Give again the entries below exactly, beginning at the first line and ending at the line with "an archive workbook when the shell exits".

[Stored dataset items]
┄┄┄┄┄┄
use crate::filter::manager::CombinationMode;
use anyhow::{Context, Result};
use serde::{Deserialize, Serialize};
use std::fs;
use std::path::{Path, PathBuf};

#[derive(Debug, Clone, Default, Serialize, Deserialize)]
#[serde(default)]
pub struct Config {
    pub paths: PathsConfig,
    pub behavior: BehaviorConfig,
    pub display: DisplayConfig,
}

#[derive(Debug, Clone, Default, Serialize, Deserialize)]
#[serde(default)]
pub struct PathsConfig {
    /// Where state, presets, archives and logs live (platform data dir when unset)
    #[serde(skip_serializing_if = "Option::is_none")]
    pub data_dir: Option<PathBuf>,

    /// Override for the archive directory
    #[serde(skip_serializing_if = "Option::is_none")]
    pub archive_dir: Option<PathBuf>,

    /// Override for the presets directory
    #[serde(skip_serializing_if = "Option::is_none")]
    pub presets_dir: Option<PathBuf>,
}

#[derive(Debug, Clone, Serialize, Deserialize)]
#[serde(default)]
pub struct BehaviorConfig {
    /// Write an archive workbook after every load
    pub archive_on_load: bool,

    /// Write an archive workbook when the shell exits
    pub archive_on_exit: bool,

    /// Name of the always-present tab
    pub base_tab_name: String,

    /// Combination mode for rule tabs created without an explicit mode
    pub default_filter_mode: CombinationMode,

    /// Share of cells that must parse before a column is cast (0.0 - 1.0)
    pub inference_threshold: f64,

    /// Restore the last file and its tabs on startup
    pub restore_on_start: bool,

    /// Keep command history between sessions
    pub enable_history: bool,

    /// Maximum number of history entries to keep
    pub max_history_entries: usize,
}

#[derive(Debug, Clone, Serialize, Deserialize)]
#[serde(default)]
pub struct DisplayConfig {
    /// Rows printed by `show` when no limit is given
    pub max_display_rows: usize,

    /// Truncate cell text wider than this
    pub max_column_width: usize,

    /// Print the source row number as the first column
    pub show_row_numbers: bool,

    /// Colour highlighted cells and rows in the terminal
    pub use_colors: bool,
}

impl Default for BehaviorConfig {
    fn default() -> Self {
        Self {
            archive_on_load: true,
            archive_on_exit: true,
            base_tab_name: "All Students".to_string(),
            default_filter_mode: CombinationMode::All,
            inference_threshold: 0.5,
            restore_on_start: true,
            enable_history: true,
            max_history_entries: 1000,
        }
    }
}

impl Default for DisplayConfig {
    fn default() -> Self {
        Self {
            max_display_rows: 50,
            max_column_width: 40,
            show_row_numbers: true,
            use_colors: true,
        }
    }
}

impl Config {
    /// Load config from the default location, writing defaults if it is missing
    pub fn load() -> Result<Self> {
        let config_path = Self::get_config_path()?;

        if !config_path.exists() {
            let default_config = Self::default();
            default_config.save()?;
            return Ok(default_config);
        }

        Self::load_from(&config_path)
    }

    pub fn load_from(path: &Path) -> Result<Self> {
        let contents = fs::read_to_string(path)
            .with_context(|| format!("Failed to read config {}", path.display()))?;
        let mut config: Config = toml::from_str(&contents)
            .with_context(|| format!("Invalid config file {}", path.display()))?;

        config.behavior.inference_threshold = config.behavior.inference_threshold.clamp(0.0, 1.0);
        if config.behavior.base_tab_name.trim().is_empty() {
            config.behavior.base_tab_name = BehaviorConfig::default().base_tab_name;
        }
        Ok(config)
    }

    /// Save config to the default location
    pub fn save(&self) -> Result<()> {
        self.save_to(&Self::get_config_path()?)
    }

    pub fn save_to(&self, path: &Path) -> Result<()> {
        if let Some(parent) = path.parent() {
            fs::create_dir_all(parent)?;
        }

        let contents = toml::to_string_pretty(self)?;
        fs::write(path, contents)?;
        Ok(())
    }

    /// Get the default config file path
    pub fn get_config_path() -> Result<PathBuf> {
        let config_dir = dirs::config_dir()
            .ok_or_else(|| anyhow::anyhow!("Could not determine config directory"))?;

        Ok(config_dir.join("student-admissions").join("config.toml"))
    }

    /// Create a default config file with comments
    pub fn create_default_with_comments() -> String {
        r#"# Student Admissions Manager configuration
# Location: ~/.config/student-admissions/config.toml (Linux)
#           ~/Library/Application Support/student-admissions/config.toml (macOS)
#           %APPDATA%\student-admissions\config.toml (Windows)

[paths]
# Directory for app_state.json, presets/, archives/ and logs/
# data_dir = "/path/to/data"

# Separate archive or presets directories (default: inside data_dir)
# archive_dir = "/path/to/archives"
# presets_dir = "/path/to/presets"

[behavior]
# Write a timestamped archive workbook after every load
archive_on_load = true

# Write a final archive workbook when the shell exits
archive_on_exit = true

# Name of the tab that always shows the full data set
base_tab_name = "All Students"

# How rules combine in new rule tabs: "all" (AND) or "any" (OR)
default_filter_mode = "all"

# Share of non-empty cells that must parse as a number or date before
# a column is converted (0.0 - 1.0)
inference_threshold = 0.5

# Reload the last file and its tabs on startup
restore_on_start = true

# Keep command history between sessions
enable_history = true
max_history_entries = 1000

[display]
# Rows printed by `show` when no limit is given
max_display_rows = 50

# Truncate cell text wider than this many characters
max_column_width = 40

# Print source row numbers next to each row
show_row_numbers = true

# Colour highlighted rows and matching cells
use_colors = true
"#
        .to_string()
    }
}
┄┄┄┄┄┄
## EXERCISE OUTPUT:
use crate::filter::manager::CombinationMode;
use anyhow::{Context, Result};
use serde::{Deserialize, Serialize};
use std::fs;
use std::path::{Path, PathBuf};

#[derive(Debug, Clone, Default, Serialize, Deserialize)]
#[serde(default)]
pub struct Config {
    pub paths: PathsConfig,
    pub behavior: BehaviorConfig,
    pub display: DisplayConfig,
}

#[derive(Debug, Clone, Default, Serialize, Deserialize)]
#[serde(default)]
pub struct PathsConfig {
    /// Where state, presets, archives and logs live (platform data dir when unset)
    #[serde(skip_serializing_if = "Option::is_none")]
    pub data_dir: Option<PathBuf>,

    /// Override for the archive directory
    #[serde(skip_serializing_if = "Option::is_none")]
    pub archive_dir: Option<PathBuf>,

    /// Override for the presets directory
    #[serde(skip_serializing_if = "Option::is_none")]
    pub presets_dir: Option<PathBuf>,
}

#[derive(Debug, Clone, Serialize, Deserialize)]
#[serde(default)]
pub struct BehaviorConfig {
    /// Write an archive workbook after every load
    pub archive_on_load: bool,

    /// Write an archive workbook when the shell exits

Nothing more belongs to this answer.